Vale dizer que, em se tratando de Serviços Públicos, a competência para prestação é atribuída de maneira genuína ao próprio Estado, todavia, autoriza-se ao Estado, a possibilidade de delegação da execução da atividade, para a iniciativa privada.

Muitas vezes, é mesmo recomendável, que assim proceda o Estado, quer dizer, repassando o âmbito dessas atividades, para a iniciativa privada.

Em outras palavras e fazendo um resumo do que eu disse até agora, com relação a esses dois dispositivos (art. 173 e art. 175); Exploração de atividade econômica, domínio típico da iniciativa privada. Serviços públicos, domínio típico do Estado.

Vejam bem, o Brasil adota economia de mercado. Livre concorrência, é Estado capitalista. Tanto a atividade de exploração de atividade econômica, a do artigo 173, como a exploração de um serviço Público, quando esse serviço é passado pelo particular, visam ao lucro. São, portanto, atividades econômicas.

O particular não entra numa concessão de serviço público para fazer graça para ninguém. Ele entra com o objetivo de obter lucro. Ou seja, a Constituição de 1988, adota dois conceitos de atividades econômicas: Um conceito de atividade econômica em sentido amplo, que abarcaria, não só a exploração de atividade econômica em sentido estrito, a exploração típica de atividade econômica, como também a prestação de serviços públicos, quando esses serviços são colocados a cargo de particulares, ou seja, quando particulares exploram o serviço público, estamos no âmbito de uma atividade econômica em sentido amplo, porque ele busca lucro, todavia, não se trata de atvidade econômica em sentido estrito, porque está envolvido ali, quem, está envolvido ali o Estado que é o titular do serviço público, por força da própria Constituição.

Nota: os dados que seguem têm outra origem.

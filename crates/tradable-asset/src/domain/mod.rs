//! # Domain Module
//!
//! Core domain types for the asset negotiation.

pub mod entities;
pub mod errors;
pub mod invariants;
pub mod value_objects;

pub use entities::*;
pub use errors::*;
pub use invariants::*;
pub use value_objects::*;
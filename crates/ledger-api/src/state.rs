//! # Keyed Entity Store
//!
//! `StateList` layers typed entities over the public partition of a
//! [`ChaincodeStub`]. Entities declare their key parts; the list owns the
//! composite key, existence checks and the deserialize hook.

use crate::domain::{make_key, validate_key_parts, LedgerError};
use crate::ports::ChaincodeStub;
use serde::Deserialize;
use tracing::debug;

/// An entity that can be stored in a [`StateList`].
pub trait StateEntity {
    /// Class tag written alongside the record.
    fn class(&self) -> &'static str;

    /// Ordered parts forming the composite key.
    fn split_key(&self) -> Vec<String>;

    /// Encode the storage record.
    fn serialize(&self) -> Result<Vec<u8>, LedgerError>;

    /// Composite key.
    fn key(&self) -> String {
        make_key(self.split_key().as_slice())
    }
}

/// Decoder registered for one entity class.
pub type DeserializeFn<E> = fn(&[u8]) -> serde_json::Result<E>;

#[derive(Deserialize)]
struct ClassTag {
    #[serde(default)]
    class: Option<String>,
}

/// Typed view over the ledger for one entity class.
pub struct StateList<'a, S: ChaincodeStub + ?Sized, E> {
    stub: &'a S,
    class: &'static str,
    deserialize: DeserializeFn<E>,
}

impl<'a, S: ChaincodeStub + ?Sized, E: StateEntity> StateList<'a, S, E> {
    /// Create a list bound to one transaction.
    pub fn new(stub: &'a S, class: &'static str, deserialize: DeserializeFn<E>) -> Self {
        Self {
            stub,
            class,
            deserialize,
        }
    }

    /// Class name of the entities in this list.
    pub fn class(&self) -> &'static str {
        self.class
    }

    /// Insert a new entity. Fails with `AlreadyExists` if the key is taken.
    pub fn add_state(&self, entity: &E) -> Result<(), LedgerError> {
        let key = self.entity_key(entity)?;
        if self.stub.get_state(&key)?.is_some() {
            return Err(LedgerError::AlreadyExists { key });
        }
        debug!(class = self.class, key = %key, "Adding state");
        self.stub.put_state(&key, entity.serialize()?)
    }

    /// Read an entity. `Ok(None)` when nothing is stored at the key.
    pub fn get_state(&self, parts: &[&str]) -> Result<Option<E>, LedgerError> {
        validate_key_parts(parts)?;
        let key = make_key(parts);
        match self.stub.get_state(&key)? {
            Some(bytes) => self.decode(&key, &bytes).map(Some),
            None => Ok(None),
        }
    }

    /// Overwrite the entity at its key. No version check at this layer.
    pub fn update_state(&self, entity: &E) -> Result<(), LedgerError> {
        let key = self.entity_key(entity)?;
        debug!(class = self.class, key = %key, "Updating state");
        self.stub.put_state(&key, entity.serialize()?)
    }

    /// Remove the entity at the key. Absent keys are not an error.
    pub fn delete_state(&self, parts: &[&str]) -> Result<(), LedgerError> {
        validate_key_parts(parts)?;
        self.stub.del_state(&make_key(parts))
    }

    /// Every entity of this class in the public partition, in key order.
    pub fn list_all(&self) -> Result<Vec<E>, LedgerError> {
        let mut entities = Vec::new();
        for result in self.stub.get_state_by_range("", "")? {
            let tag: Option<ClassTag> = serde_json::from_slice(&result.value).ok();
            if tag.and_then(|t| t.class).as_deref() != Some(self.class) {
                continue;
            }
            entities.push(self.decode(&result.key, &result.value)?);
        }
        Ok(entities)
    }

    fn entity_key(&self, entity: &E) -> Result<String, LedgerError> {
        let parts = entity.split_key();
        validate_key_parts(parts.as_slice())?;
        Ok(make_key(parts.as_slice()))
    }

    fn decode(&self, key: &str, bytes: &[u8]) -> Result<E, LedgerError> {
        (self.deserialize)(bytes).map_err(|e| LedgerError::Deserialization {
            key: key.to_string(),
            reason: e.to_string(),
        })
    }
}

Em síntese, há um conceito amplo de atividade econômica, que é o conceito que abarca serviços públicos e exploração de atividade econômica em sentido estrito.

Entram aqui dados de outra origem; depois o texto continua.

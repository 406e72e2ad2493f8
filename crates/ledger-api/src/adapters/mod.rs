//! # Adapters Module
//!
//! `ChaincodeStub` implementations.

pub mod memory_ledger;
pub mod selector;

pub use memory_ledger::{InMemoryLedger, TransactionStub};
pub use selector::Selector;
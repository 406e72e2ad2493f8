//! # Domain Invariants
//!
//! Business rules checked by the contract before any write.

use super::errors::AssetError;
use super::value_objects::{AssetState, Identity};

/// Default suffix appended to an organisation id to name its private collection.
pub const DEFAULT_COLLECTION_SUFFIX: &str = "PrivateCollection";

/// Private collection owned by `org`.
pub fn collection_name(org: &str, suffix: &str) -> Result<String, AssetError> {
    if org.is_empty() {
        return Err(AssetError::Authorization(
            "cannot infer private collection for an empty organisation".to_string(),
        ));
    }
    Ok(format!("{org}{suffix}"))
}

/// Invariant: the asset may move from `current` to `next`.
pub fn invariant_transition_allowed(
    current: AssetState,
    next: AssetState,
) -> Result<(), AssetError> {
    if !current.can_transition_to(next) {
        return Err(AssetError::InvalidState {
            from: current,
            to: next,
        });
    }
    Ok(())
}

/// Invariant: a client may only touch its own organisation's implicit
/// private data on a peer of that organisation.
pub fn invariant_client_org_matches_peer(
    client: &Identity,
    peer_org: &str,
) -> Result<(), AssetError> {
    if client.org != peer_org {
        return Err(AssetError::Authorization(format!(
            "client from org {} is not authorized to read or write private data from an org {} peer",
            client.org, peer_org
        )));
    }
    Ok(())
}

E o artigo 174, da Constituição Federal, disciplina também, uma atividade que fica a cargo do Estado como agente normativo e regulador da atividade econômica, e aqui atividade econômica, em sentido amplo, o Estado deverá exercer, na forma da lei, as funções de fiscalização, incentivo e planejamento, sendo este o planejamento determinante para o setor público e indicativo para o setor privado. Ou seja, o Estado tem ainda, a incumbência de funcionar na condição de agente normativo e regulador da atividade econômica.